Friday, September 30, 2016

Some thoughts on a painting by Jan Provost

In his chatty propography of the Orientalists (For Lust of Knowing), Robert Irwin remarks on the nineteenth-century Prussian scholar of the Qur’an and Arabic literature Theodor Noeldeke, who harbored contempt for Islam as he did for all religions, that “in at least one respect (…) he belonged to” a “grand tradition (…): he had never been to the Middle East and he could not actually speak Arabic.” This reminded me of the fact that most of the Old Testament scholars I studied with in Germany didn’t speak Hebrew. That did not necessarily make them bad scholars but it colored their scholarship. My teacher Rolf Rendtorff was exceptional in that he really appreciated his Israeli colleagues and brought some of them, including the Qumran scholar Shemaryahu Talmon, to Heidelberg and he encouraged his students to study in Israel and to learn modern and rabbinic Hebrew. Others were afraid that students might get the wrong idea and cited the case of Georg Fohrer who had converted to orthodox Judaism and moved to the Jewish Quarter of the Old City of Jerusalem. Others dismissed the relevance of Israeli scholarship, spoken Hebrew, or even rabbinic exegesis because they thought it irrelevant to an understanding of the Bible. Far more important to them were Ugaritic, Akkadian, and even Egyptian hieroglyphic, languages that– since the nineteenth century – were used to interpret biblical literature “backwards,” i.e., to make educated guesses about what went into making these texts, rather than “forwards,” i.e., to study what the readers of the texts made of them. Most of my German teachers read the texts as hints to what was before and behind them.
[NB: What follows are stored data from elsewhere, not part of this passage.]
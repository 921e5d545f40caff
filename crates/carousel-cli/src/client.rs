//! Minimal HTTP/1 client for the admin API.

use std::time::Duration;

use anyhow::{Context, anyhow, bail};
use bytes::Bytes;
use http::{Method, StatusCode, Uri};
use http_body_util::{BodyExt, Empty};
use serde::Deserialize;
use serde::de::DeserializeOwned;
use tracing::debug;

const REQUEST_TIMEOUT: Duration = Duration::from_secs(10);

/// `{success, data, error}` envelope every API answer is wrapped in.
#[derive(Debug, Deserialize)]
struct Envelope<T> {
    success: bool,
    data: Option<T>,
    error: Option<String>,
}

pub struct ApiClient {
    authority: String,
    base_path: String,
}

impl ApiClient {
    /// Accepts `http://host:port[/prefix]`.
    pub fn new(endpoint: &str) -> anyhow::Result<Self> {
        let uri: Uri = endpoint
            .parse()
            .with_context(|| format!("invalid endpoint {endpoint:?}"))?;
        match uri.scheme_str() {
            Some("http") => {}
            Some(other) => bail!("unsupported scheme {other:?} in {endpoint:?}, only http is supported"),
            None => bail!("endpoint {endpoint:?} needs an http:// scheme"),
        }
        let authority = uri
            .authority()
            .ok_or_else(|| anyhow!("endpoint {endpoint:?} has no host"))?;
        let port = authority.port_u16().unwrap_or(80);

        Ok(Self {
            authority: format!("{}:{port}", authority.host()),
            base_path: uri.path().trim_end_matches('/').to_string(),
        })
    }

    pub async fn get<T: DeserializeOwned>(&self, path: &str) -> anyhow::Result<T> {
        let (status, body) = self.request(Method::GET, path).await?;
        decode(status, &body)
    }

    pub async fn post<T: DeserializeOwned>(&self, path: &str) -> anyhow::Result<T> {
        let (status, body) = self.request(Method::POST, path).await?;
        decode(status, &body)
    }

    async fn request(&self, method: Method, path: &str) -> anyhow::Result<(StatusCode, Bytes)> {
        let target = format!("{}{path}", self.base_path);
        debug!(%method, authority = %self.authority, %target, "api request");

        let exchange = async {
            let stream = tokio::net::TcpStream::connect(&self.authority)
                .await
                .with_context(|| format!("cannot reach carousel at {}", self.authority))?;
            let io = hyper_util::rt::TokioIo::new(stream);
            let (mut sender, conn) = hyper::client::conn::http1::handshake(io).await?;
            tokio::spawn(async move {
                let _ = conn.await;
            });

            let req = http::Request::builder()
                .method(method)
                .uri(target.as_str())
                .header("host", self.authority.as_str())
                .header("user-agent", "carouselctl/0.1")
                .body(Empty::<Bytes>::new())?;
            let resp = sender.send_request(req).await?;
            let status = resp.status();
            let body = resp.into_body().collect().await?.to_bytes();
            Ok::<_, anyhow::Error>((status, body))
        };

        tokio::time::timeout(REQUEST_TIMEOUT, exchange)
            .await
            .map_err(|_| anyhow!("request to {} timed out after {REQUEST_TIMEOUT:?}", self.authority))?
    }
}

/// Unwrap the envelope, turning non-2xx answers into the API's message.
fn decode<T: DeserializeOwned>(status: StatusCode, body: &[u8]) -> anyhow::Result<T> {
    let envelope: Envelope<T> = match serde_json::from_slice(body) {
        Ok(envelope) => envelope,
        Err(e) if status.is_success() => return Err(e).context("malformed API response"),
        Err(_) => bail!("{status}: {}", String::from_utf8_lossy(body).trim()),
    };

    if !status.is_success() || !envelope.success {
        let message = envelope.error.unwrap_or_else(|| "request failed".to_string());
        bail!("{status}: {message}");
    }
    envelope
        .data
        .ok_or_else(|| anyhow!("API response carried no data"))
}
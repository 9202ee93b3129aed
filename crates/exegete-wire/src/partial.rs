#![forbid(unsafe_code)]

use indexmap::IndexMap;

use crate::{envelope::Envelope, key::SectionId};

/// Accumulated content of one named section.
#[derive(Debug, Clone, Default, PartialEq, Eq)]
pub struct SectionState {
    pub content: String,
    pub complete: bool,
}

/// The in-flight document built up from `header_update`/`section_update`
/// envelopes.
///
/// Headers and sections are exposed in first-seen order; a later update to an
/// earlier entry does not move it. State is strictly append-only until the
/// stream settles: nothing here truncates or removes prior content.
#[derive(Debug, Clone, Default)]
pub struct PartialDocument {
    headers: IndexMap<String, String>,
    sections: IndexMap<SectionId, SectionState>,
}

impl PartialDocument {
    #[must_use]
    pub fn new() -> Self {
        Self::default()
    }

    /// Folds one envelope into the snapshot. `complete`, `error` and
    /// `comment` leave the state untouched; the runner handles those.
    pub fn apply<D>(&mut self, envelope: &Envelope<D>) {
        match envelope {
            Envelope::HeaderUpdate { section, content } => {
                self.headers.insert(section.clone(), content.clone());
            }
            Envelope::SectionUpdate {
                section,
                content,
                is_complete,
            } => {
                let state = self.sections.entry(section.clone()).or_default();
                state.content.push_str(content);
                state.complete = *is_complete;
            }
            Envelope::Complete { .. } | Envelope::Error { .. } | Envelope::Comment { .. } => {}
        }
    }

    #[must_use]
    pub fn header(&self, name: &str) -> Option<&str> {
        self.headers.get(name).map(String::as_str)
    }

    #[must_use]
    pub fn section(&self, name: &str) -> Option<&SectionState> {
        self.sections.get(name)
    }

    /// Scalar headers in first-seen order.
    pub fn headers(&self) -> impl Iterator<Item = (&str, &str)> {
        self.headers.iter().map(|(k, v)| (k.as_str(), v.as_str()))
    }

    /// Sections in first-seen order.
    pub fn sections(&self) -> impl Iterator<Item = (&SectionId, &SectionState)> {
        self.sections.iter()
    }

    #[must_use]
    pub fn is_empty(&self) -> bool {
        self.headers.is_empty() && self.sections.is_empty()
    }
}
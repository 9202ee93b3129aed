#![forbid(unsafe_code)]

use exegete_wire::StreamKey;
use tokio::sync::broadcast;

/// Events emitted while a document request runs.
///
/// Broadcast on the session's event channel; dropped silently when nobody
/// subscribes. `key` is the normalized stream-key rendering.
#[derive(Clone, Debug)]
pub enum SessionEvent {
    /// Cache miss; the transfer was opened.
    Started { key: String },
    /// Lookup satisfied from the cache; no stream opened.
    CacheHit { key: String },
    /// Scalar header field replaced.
    HeaderUpdate { key: String, section: String },
    /// Section content appended.
    SectionUpdate {
        key: String,
        section: String,
        complete: bool,
    },
    /// Backend progress hint.
    Comment { key: String, message: String },
    /// Terminal: document delivered and cache-written.
    Resolved { key: String },
    /// Terminal: transport or protocol failure.
    Failed { key: String, error: String },
    /// Terminal: caller-driven cancellation.
    Aborted { key: String },
}

/// Per-request publisher binding one key to the session's event channel.
#[derive(Clone)]
pub(crate) struct EventSink {
    key: String,
    tx: broadcast::Sender<SessionEvent>,
}

impl EventSink {
    pub(crate) fn new(key: &StreamKey, tx: broadcast::Sender<SessionEvent>) -> Self {
        Self {
            key: key.as_str().to_string(),
            tx,
        }
    }

    pub(crate) fn send(&self, make: impl FnOnce(String) -> SessionEvent) {
        let _ = self.tx.send(make(self.key.clone()));
    }
}
#![forbid(unsafe_code)]

use async_trait::async_trait;
use futures::StreamExt;
use reqwest::Client;
use url::Url;

use crate::{
    error::{NetError, NetResult},
    traits::{ByteStream, Net},
    types::{Headers, NetOptions},
};

/// HTTP client over reqwest with rustls.
#[derive(Clone, Debug)]
pub struct HttpClient {
    inner: Client,
    options: NetOptions,
}

impl HttpClient {
    /// # Panics
    ///
    /// Panics if the `reqwest::Client` builder fails to build.
    #[must_use]
    pub fn new(options: NetOptions) -> Self {
        let inner = Client::builder()
            .use_rustls_tls()
            .connect_timeout(options.connect_timeout)
            .pool_max_idle_per_host(options.pool_max_idle_per_host)
            .build()
            .expect("failed to build reqwest client");
        Self { inner, options }
    }

    #[must_use]
    pub fn options(&self) -> &NetOptions {
        &self.options
    }

    fn build_request(&self, url: Url, headers: Option<Headers>) -> reqwest::RequestBuilder {
        let mut request = self.inner.get(url);
        if let Some(headers) = headers {
            for (key, value) in headers.iter() {
                request = request.header(key, value);
            }
        }
        request
    }

    fn check_status(response: reqwest::Response) -> NetResult<reqwest::Response> {
        let status = response.status();
        if status.is_success() {
            Ok(response)
        } else {
            let url = response.url().to_string();
            Err(NetError::http_status(status.as_u16(), url))
        }
    }
}

impl Default for HttpClient {
    fn default() -> Self {
        Self::new(NetOptions::default())
    }
}

#[async_trait]
impl Net for HttpClient {
    async fn stream(&self, url: Url, headers: Option<Headers>) -> NetResult<ByteStream> {
        let response = self.build_request(url, headers).send().await?;
        let response = Self::check_status(response)?;

        let stream = response
            .bytes_stream()
            .map(|result| result.map_err(NetError::from));

        Ok(Box::pin(stream))
    }
}
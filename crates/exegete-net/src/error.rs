#![forbid(unsafe_code)]

use thiserror::Error;

/// Centralized error type for exegete-net.
#[derive(Debug, Error, Clone)]
pub enum NetError {
    #[error("HTTP request failed: {0}")]
    Http(String),
    #[error("Timeout")]
    Timeout,
    #[error("HTTP {status} for URL: {url}")]
    HttpStatus { status: u16, url: String },
}

impl NetError {
    /// Creates an HTTP status error
    pub fn http_status(status: u16, url: String) -> Self {
        Self::HttpStatus { status, url }
    }

    /// Creates a timeout error
    pub fn timeout() -> Self {
        Self::Timeout
    }

    /// Creates an HTTP error from a generic string
    pub fn http<S: Into<String>>(msg: S) -> Self {
        Self::Http(msg.into())
    }

    /// Checks if this error indicates a timeout
    pub fn is_timeout(&self) -> bool {
        matches!(self, NetError::Timeout)
    }

    /// Gets the HTTP status code if this is an HTTP status error
    pub fn status_code(&self) -> Option<u16> {
        match self {
            NetError::HttpStatus { status, .. } => Some(*status),
            _ => None,
        }
    }
}

impl From<reqwest::Error> for NetError {
    fn from(error: reqwest::Error) -> Self {
        if error.is_timeout() {
            Self::Timeout
        } else {
            Self::Http(error.to_string())
        }
    }
}

pub type NetResult<T> = Result<T, NetError>;
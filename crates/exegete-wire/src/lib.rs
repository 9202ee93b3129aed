#![forbid(unsafe_code)]

//! Wire protocol for incremental structured-document streams.
//!
//! The backend emits a UTF-8 body of LF-terminated lines, each either
//! `<json>` or `data: <json>` (SSE-compatible framing). This crate turns raw
//! byte chunks into [`Envelope`] events and folds them into a
//! [`PartialDocument`] snapshot.

mod envelope;
mod error;
mod frame;
mod key;
mod partial;

pub use envelope::{Envelope, parse_line};
pub use error::{WireError, WireResult};
pub use frame::{DATA_PREFIX, LineDecoder};
pub use key::{SectionId, StreamKey};
pub use partial::{PartialDocument, SectionState};
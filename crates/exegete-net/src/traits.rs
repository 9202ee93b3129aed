#![forbid(unsafe_code)]

use std::{pin::Pin, time::Duration};

use async_trait::async_trait;
use bytes::Bytes;
use futures::Stream;
use url::Url;

use crate::{error::NetError, timeout::TimeoutNet, types::Headers};

pub type ByteStream = Pin<Box<dyn Stream<Item = Result<Bytes, NetError>> + Send>>;

#[async_trait]
pub trait Net: Send + Sync {
    /// Open a streaming GET and return the body as ordered byte chunks.
    async fn stream(&self, url: Url, headers: Option<Headers>) -> Result<ByteStream, NetError>;
}

pub trait NetExt: Net + Sized {
    /// Add timeout layer
    fn with_timeout(self, timeout: Duration) -> TimeoutNet<Self> {
        TimeoutNet::new(self, timeout)
    }
}

impl<T: Net> NetExt for T {}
Teasing out the cultural assumptions, putative oral traditions, and historical circumstances that the texts presupposed allowed these scholars to reconstruct a history of Israel and its religious practices that the texts obscured because those who produced or edited and canonized those texts were ideologically committed to a monolatric framework for their society and condemned all prior official and popular cultic practices as idolatrous. In this reading there is no real difference between Israelite and Jewish religion and the superstitions that preceded it, and the only progress in religion that really mattered was introduced by Jesus of Nazareth.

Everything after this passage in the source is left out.